*** Opening EXERCISE INPUTS ***

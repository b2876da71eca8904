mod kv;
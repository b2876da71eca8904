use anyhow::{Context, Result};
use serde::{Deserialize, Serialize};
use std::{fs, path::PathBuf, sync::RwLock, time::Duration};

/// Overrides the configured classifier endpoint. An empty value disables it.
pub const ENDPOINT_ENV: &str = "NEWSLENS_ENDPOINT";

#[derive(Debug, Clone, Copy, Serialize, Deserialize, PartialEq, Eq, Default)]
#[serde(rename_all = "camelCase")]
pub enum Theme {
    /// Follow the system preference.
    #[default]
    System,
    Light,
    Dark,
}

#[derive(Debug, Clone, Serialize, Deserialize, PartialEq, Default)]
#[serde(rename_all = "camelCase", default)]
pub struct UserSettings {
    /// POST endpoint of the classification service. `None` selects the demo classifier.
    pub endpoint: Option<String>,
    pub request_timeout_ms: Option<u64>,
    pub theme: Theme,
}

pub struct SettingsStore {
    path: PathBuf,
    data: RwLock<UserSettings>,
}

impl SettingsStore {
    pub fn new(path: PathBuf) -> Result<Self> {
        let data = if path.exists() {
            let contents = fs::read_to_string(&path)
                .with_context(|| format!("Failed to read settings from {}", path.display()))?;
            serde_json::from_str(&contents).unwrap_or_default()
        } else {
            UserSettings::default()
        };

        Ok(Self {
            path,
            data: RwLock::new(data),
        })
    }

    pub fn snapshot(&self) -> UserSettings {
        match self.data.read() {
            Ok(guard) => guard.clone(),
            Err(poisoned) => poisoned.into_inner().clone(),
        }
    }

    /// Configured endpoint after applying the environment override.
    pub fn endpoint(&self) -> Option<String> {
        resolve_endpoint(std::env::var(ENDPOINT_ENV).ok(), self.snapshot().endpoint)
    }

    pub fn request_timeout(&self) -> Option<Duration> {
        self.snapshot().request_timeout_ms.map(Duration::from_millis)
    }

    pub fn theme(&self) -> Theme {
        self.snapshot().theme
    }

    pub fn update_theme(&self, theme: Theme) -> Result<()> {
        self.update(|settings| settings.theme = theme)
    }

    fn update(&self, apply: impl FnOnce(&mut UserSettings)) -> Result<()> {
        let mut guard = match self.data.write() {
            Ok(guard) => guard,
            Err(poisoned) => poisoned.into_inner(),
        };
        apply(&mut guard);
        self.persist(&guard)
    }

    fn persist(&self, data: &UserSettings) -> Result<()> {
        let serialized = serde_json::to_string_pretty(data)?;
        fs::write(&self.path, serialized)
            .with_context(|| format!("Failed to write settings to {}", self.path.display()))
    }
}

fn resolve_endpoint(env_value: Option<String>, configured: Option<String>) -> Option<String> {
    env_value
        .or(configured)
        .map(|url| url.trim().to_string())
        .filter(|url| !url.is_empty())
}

*** Closing EXERCISE INPUTS ***
*** Opening EXERCISE INPUTS ***

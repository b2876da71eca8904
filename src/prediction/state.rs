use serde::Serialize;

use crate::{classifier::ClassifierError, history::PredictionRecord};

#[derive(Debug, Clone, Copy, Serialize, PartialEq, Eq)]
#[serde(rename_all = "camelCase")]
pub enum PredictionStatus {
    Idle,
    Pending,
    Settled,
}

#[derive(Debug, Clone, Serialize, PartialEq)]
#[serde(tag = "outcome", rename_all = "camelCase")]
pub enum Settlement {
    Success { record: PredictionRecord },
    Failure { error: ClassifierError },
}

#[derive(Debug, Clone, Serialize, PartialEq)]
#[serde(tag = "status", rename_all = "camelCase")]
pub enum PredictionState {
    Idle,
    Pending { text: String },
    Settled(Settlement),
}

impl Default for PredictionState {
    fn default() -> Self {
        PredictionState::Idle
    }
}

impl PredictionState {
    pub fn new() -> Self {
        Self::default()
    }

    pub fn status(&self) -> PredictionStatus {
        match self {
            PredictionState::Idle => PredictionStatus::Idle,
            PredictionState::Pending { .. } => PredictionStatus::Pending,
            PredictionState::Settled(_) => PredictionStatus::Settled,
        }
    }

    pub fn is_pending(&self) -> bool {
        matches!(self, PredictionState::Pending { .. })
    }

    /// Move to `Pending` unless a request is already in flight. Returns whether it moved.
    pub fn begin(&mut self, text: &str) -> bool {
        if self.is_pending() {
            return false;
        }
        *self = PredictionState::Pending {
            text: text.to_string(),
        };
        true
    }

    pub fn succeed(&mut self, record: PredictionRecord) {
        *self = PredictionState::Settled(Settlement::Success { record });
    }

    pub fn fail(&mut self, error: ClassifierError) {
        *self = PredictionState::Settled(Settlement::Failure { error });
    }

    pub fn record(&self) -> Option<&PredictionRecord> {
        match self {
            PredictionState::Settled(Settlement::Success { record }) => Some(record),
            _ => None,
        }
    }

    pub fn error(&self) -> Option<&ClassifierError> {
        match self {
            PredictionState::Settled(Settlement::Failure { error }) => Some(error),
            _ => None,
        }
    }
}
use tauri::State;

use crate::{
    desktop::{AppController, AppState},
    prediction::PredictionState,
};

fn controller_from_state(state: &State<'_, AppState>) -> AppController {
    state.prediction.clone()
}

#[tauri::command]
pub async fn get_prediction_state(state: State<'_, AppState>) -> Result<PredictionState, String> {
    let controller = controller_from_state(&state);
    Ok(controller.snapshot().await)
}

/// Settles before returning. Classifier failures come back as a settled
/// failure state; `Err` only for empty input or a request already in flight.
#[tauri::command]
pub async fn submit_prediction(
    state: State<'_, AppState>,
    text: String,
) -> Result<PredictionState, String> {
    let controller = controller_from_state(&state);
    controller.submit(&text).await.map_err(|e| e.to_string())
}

*** Closing EXERCISE INPUTS ***

• WORK INSTRUCTIONS:
Report, from the entries above, each line where "Failed" is found.

• PROBLEM SOLUTION:
                .with_context(|| format!("Failed to read settings from {}", path.display()))?;
            .with_context(|| format!("Failed to write settings to {}", self.path.display()))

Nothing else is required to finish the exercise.